Could you copy every entry exactly, with nothing changed?
● ● ● ● ● ● ●
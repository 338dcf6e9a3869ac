//! User-facing fault notification.
//!
//! The [`FaultNotifier`] decides *whether* something is shown; a
//! [`NotificationSink`] decides *how*. Two fault categories are throttled,
//! each on its own cooldown, so a flapping connection or a chatty device
//! cannot flood the user. At most one notification is visible at a time: a
//! new one cancels the previous one before it is shown.
//!
//! # Components
//!
//! | Type | Description |
//! |------|-------------|
//! | [`FaultNotifier`] | Throttling and single-slot display |
//! | [`FaultCategory`] | Throttled fault kinds |
//! | [`NotificationSink`] | External display interface |
//! | [`TracingSink`] / [`NullSink`] | Built-in sinks |

// ============================================================================
// Submodules
// ============================================================================

/// Notification sink interface and built-in sinks.
pub mod sink;

// ============================================================================
// Imports
// ============================================================================

use std::fmt;
use std::sync::Arc;
use std::time::Duration;

use parking_lot::Mutex;
use tokio::time::Instant;
use tracing::debug;

use crate::config::{
    DEFAULT_CONNECTION_CLOSED_COOLDOWN, DEFAULT_NOTIFICATION_DURATION,
    DEFAULT_REMOTE_ERROR_COOLDOWN, SessionConfig,
};

// ============================================================================
// Re-exports
// ============================================================================

pub use sink::{Notification, NotificationSink, NotificationToken, NullSink, Severity, TracingSink};

// ============================================================================
// FaultCategory
// ============================================================================

/// Throttled fault kinds, each with an independent cooldown.
#[derive(Debug, Clone, Copy, PartialEq, Eq, Hash)]
pub enum FaultCategory {
    /// The device reported an error.
    RemoteError,
    /// The connection closed.
    ConnectionClosed,
}

impl FaultCategory {
    /// Slot in the throttle table.
    const fn index(self) -> usize {
        match self {
            Self::RemoteError => 0,
            Self::ConnectionClosed => 1,
        }
    }

    /// Returns the category name used in logs.
    #[inline]
    #[must_use]
    pub const fn as_str(self) -> &'static str {
        match self {
            Self::RemoteError => "remote-error",
            Self::ConnectionClosed => "connection-closed",
        }
    }
}

impl fmt::Display for FaultCategory {
    fn fmt(&self, f: &mut fmt::Formatter<'_>) -> fmt::Result {
        f.write_str(self.as_str())
    }
}

// ============================================================================
// FaultNotifier
// ============================================================================

/// Rate-limits and displays user-facing notifications.
pub struct FaultNotifier {
    /// Display backend.
    sink: Arc<dyn NotificationSink>,
    /// Cooldown per category, indexed by [`FaultCategory::index`].
    cooldowns: [Duration; 2],
    /// Duration for notifications that don't specify one.
    default_duration: Duration,
    /// Last emission per category.
    last_notified: Mutex<[Option<Instant>; 2]>,
    /// Token of the visible notification.
    active: Mutex<Option<NotificationToken>>,
}

impl fmt::Debug for FaultNotifier {
    fn fmt(&self, f: &mut fmt::Formatter<'_>) -> fmt::Result {
        f.debug_struct("FaultNotifier")
            .field("cooldowns", &self.cooldowns)
            .field("default_duration", &self.default_duration)
            .field("active", &*self.active.lock())
            .finish_non_exhaustive()
    }
}

impl FaultNotifier {
    /// Creates a notifier with default cooldowns.
    #[must_use]
    pub fn new(sink: Arc<dyn NotificationSink>) -> Self {
        Self {
            sink,
            cooldowns: [
                DEFAULT_REMOTE_ERROR_COOLDOWN,
                DEFAULT_CONNECTION_CLOSED_COOLDOWN,
            ],
            default_duration: DEFAULT_NOTIFICATION_DURATION,
            last_notified: Mutex::new([None; 2]),
            active: Mutex::new(None),
        }
    }

    /// Creates a notifier using the cooldowns and duration of `config`.
    #[must_use]
    pub fn from_config(config: &SessionConfig, sink: Arc<dyn NotificationSink>) -> Self {
        let mut notifier = Self::new(sink);
        notifier.cooldowns = [
            config.remote_error_cooldown,
            config.connection_closed_cooldown,
        ];
        notifier.default_duration = config.notification_duration;
        notifier
    }

    /// Overrides the cooldown of one category.
    #[inline]
    #[must_use]
    pub fn with_cooldown(mut self, category: FaultCategory, cooldown: Duration) -> Self {
        self.cooldowns[category.index()] = cooldown;
        self
    }

    /// Returns the cooldown of `category`.
    #[inline]
    #[must_use]
    pub fn cooldown(&self, category: FaultCategory) -> Duration {
        self.cooldowns[category.index()]
    }

    /// Shows an error notification unless `category` is cooling down.
    ///
    /// Returns `true` if the notification was shown. Suppressed
    /// notifications are dropped, not queued.
    pub fn notify(&self, category: FaultCategory, message: impl Into<String>) -> bool {
        self.notify_with(category, message, self.default_duration)
    }

    /// Like [`notify`](Self::notify) with an explicit display duration.
    pub fn notify_with(
        &self,
        category: FaultCategory,
        message: impl Into<String>,
        duration: Duration,
    ) -> bool {
        let now = Instant::now();
        let cooldown = self.cooldown(category);

        {
            let mut last_notified = self.last_notified.lock();
            let slot = &mut last_notified[category.index()];

            if let Some(previous) = *slot
                && now.duration_since(previous) <= cooldown
            {
                debug!(%category, "Notification suppressed by cooldown");
                return false;
            }

            *slot = Some(now);
        }

        self.show(Notification::error(message).with_duration(duration));
        true
    }

    /// Shows an error notification immediately, without throttling.
    pub fn notify_now(&self, message: impl Into<String>) {
        self.show(Notification::error(message).with_duration(self.default_duration));
    }

    /// Shows a success notification.
    pub fn success(&self, message: impl Into<String>, duration: Duration) {
        self.show(Notification::success(message).with_duration(duration));
    }

    /// Shows `notification`, replacing the visible one.
    pub fn show(&self, notification: Notification) {
        let mut active = self.active.lock();

        if let Some(previous) = active.take() {
            self.sink.cancel(previous);
        }

        *active = Some(self.sink.show(&notification));
    }

    /// Cancels the visible notification. Returns `false` if none was shown.
    pub fn dismiss(&self) -> bool {
        match self.active.lock().take() {
            Some(token) => {
                self.sink.cancel(token);
                true
            }
            None => false,
        }
    }

    /// Returns the token of the visible notification.
    #[inline]
    #[must_use]
    pub fn active(&self) -> Option<NotificationToken> {
        *self.active.lock()
    }
}

// ============================================================================
// Tests
// ============================================================================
● ● ● ● ● ● ●
Exercise solution:
repository 338dcf6e9a3869ac
//! User-facing fault notification.
//!
//! The [`FaultNotifier`] decides *whether* something is shown; a
//! [`NotificationSink`] decides *how*. Two fault categories are throttled,
//! each on its own cooldown, so a flapping connection or a chatty device
//! cannot flood the user. At most one notification is visible at a time: a
//! new one cancels the previous one before it is shown.
//!
//! # Components
//!
//! | Type | Description |
//! |------|-------------|
//! | [`FaultNotifier`] | Throttling and single-slot display |
//! | [`FaultCategory`] | Throttled fault kinds |
//! | [`NotificationSink`] | External display interface |
//! | [`TracingSink`] / [`NullSink`] | Built-in sinks |

// ============================================================================
// Submodules
// ============================================================================

/// Notification sink interface and built-in sinks.
pub mod sink;

// ============================================================================
// Imports
// ============================================================================

use std::fmt;
use std::sync::Arc;
use std::time::Duration;

use parking_lot::Mutex;
use tokio::time::Instant;
use tracing::debug;

use crate::config::{
    DEFAULT_CONNECTION_CLOSED_COOLDOWN, DEFAULT_NOTIFICATION_DURATION,
    DEFAULT_REMOTE_ERROR_COOLDOWN, SessionConfig,
};

// ============================================================================
// Re-exports
// ============================================================================

pub use sink::{Notification, NotificationSink, NotificationToken, NullSink, Severity, TracingSink};

// ============================================================================
// FaultCategory
// ============================================================================

/// Throttled fault kinds, each with an independent cooldown.
#[derive(Debug, Clone, Copy, PartialEq, Eq, Hash)]
pub enum FaultCategory {
    /// The device reported an error.
    RemoteError,
    /// The connection closed.
    ConnectionClosed,
}

impl FaultCategory {
    /// Slot in the throttle table.
    const fn index(self) -> usize {
        match self {
            Self::RemoteError => 0,
            Self::ConnectionClosed => 1,
        }
    }

    /// Returns the category name used in logs.
    #[inline]
    #[must_use]
    pub const fn as_str(self) -> &'static str {
        match self {
            Self::RemoteError => "remote-error",
            Self::ConnectionClosed => "connection-closed",
        }
    }
}

impl fmt::Display for FaultCategory {
    fn fmt(&self, f: &mut fmt::Formatter<'_>) -> fmt::Result {
        f.write_str(self.as_str())
    }
}

// ============================================================================
// FaultNotifier
// ============================================================================

/// Rate-limits and displays user-facing notifications.
pub struct FaultNotifier {
    /// Display backend.
    sink: Arc<dyn NotificationSink>,
    /// Cooldown per category, indexed by [`FaultCategory::index`].
    cooldowns: [Duration; 2],
    /// Duration for notifications that don't specify one.
    default_duration: Duration,
    /// Last emission per category.
    last_notified: Mutex<[Option<Instant>; 2]>,
    /// Token of the visible notification.
    active: Mutex<Option<NotificationToken>>,
}

impl fmt::Debug for FaultNotifier {
    fn fmt(&self, f: &mut fmt::Formatter<'_>) -> fmt::Result {
        f.debug_struct("FaultNotifier")
            .field("cooldowns", &self.cooldowns)
            .field("default_duration", &self.default_duration)
            .field("active", &*self.active.lock())
            .finish_non_exhaustive()
    }
}

impl FaultNotifier {
    /// Creates a notifier with default cooldowns.
    #[must_use]
    pub fn new(sink: Arc<dyn NotificationSink>) -> Self {
        Self {
            sink,
            cooldowns: [
                DEFAULT_REMOTE_ERROR_COOLDOWN,
                DEFAULT_CONNECTION_CLOSED_COOLDOWN,
            ],
            default_duration: DEFAULT_NOTIFICATION_DURATION,
            last_notified: Mutex::new([None; 2]),
            active: Mutex::new(None),
        }
    }

    /// Creates a notifier using the cooldowns and duration of `config`.
    #[must_use]
    pub fn from_config(config: &SessionConfig, sink: Arc<dyn NotificationSink>) -> Self {
        let mut notifier = Self::new(sink);
        notifier.cooldowns = [
            config.remote_error_cooldown,
            config.connection_closed_cooldown,
        ];
        notifier.default_duration = config.notification_duration;
        notifier
    }

    /// Overrides the cooldown of one category.
    #[inline]
    #[must_use]
    pub fn with_cooldown(mut self, category: FaultCategory, cooldown: Duration) -> Self {
        self.cooldowns[category.index()] = cooldown;
        self
    }

    /// Returns the cooldown of `category`.
    #[inline]
    #[must_use]
    pub fn cooldown(&self, category: FaultCategory) -> Duration {
        self.cooldowns[category.index()]
    }

    /// Shows an error notification unless `category` is cooling down.
    ///
    /// Returns `true` if the notification was shown. Suppressed
    /// notifications are dropped, not queued.
    pub fn notify(&self, category: FaultCategory, message: impl Into<String>) -> bool {
        self.notify_with(category, message, self.default_duration)
    }

    /// Like [`notify`](Self::notify) with an explicit display duration.
    pub fn notify_with(
        &self,
        category: FaultCategory,
        message: impl Into<String>,
        duration: Duration,
    ) -> bool {
        let now = Instant::now();
        let cooldown = self.cooldown(category);

        {
            let mut last_notified = self.last_notified.lock();
            let slot = &mut last_notified[category.index()];

            if let Some(previous) = *slot
                && now.duration_since(previous) <= cooldown
            {
                debug!(%category, "Notification suppressed by cooldown");
                return false;
            }

            *slot = Some(now);
        }

        self.show(Notification::error(message).with_duration(duration));
        true
    }

    /// Shows an error notification immediately, without throttling.
    pub fn notify_now(&self, message: impl Into<String>) {
        self.show(Notification::error(message).with_duration(self.default_duration));
    }

    /// Shows a success notification.
    pub fn success(&self, message: impl Into<String>, duration: Duration) {
        self.show(Notification::success(message).with_duration(duration));
    }

    /// Shows `notification`, replacing the visible one.
    pub fn show(&self, notification: Notification) {
        let mut active = self.active.lock();

        if let Some(previous) = active.take() {
            self.sink.cancel(previous);
        }

        *active = Some(self.sink.show(&notification));
    }

    /// Cancels the visible notification. Returns `false` if none was shown.
    pub fn dismiss(&self) -> bool {
        match self.active.lock().take() {
            Some(token) => {
                self.sink.cancel(token);
                true
            }
            None => false,
        }
    }

    /// Returns the token of the visible notification.
    #[inline]
    #[must_use]
    pub fn active(&self) -> Option<NotificationToken> {
        *self.active.lock()
    }
}

// ============================================================================
// Tests
// ============================================================================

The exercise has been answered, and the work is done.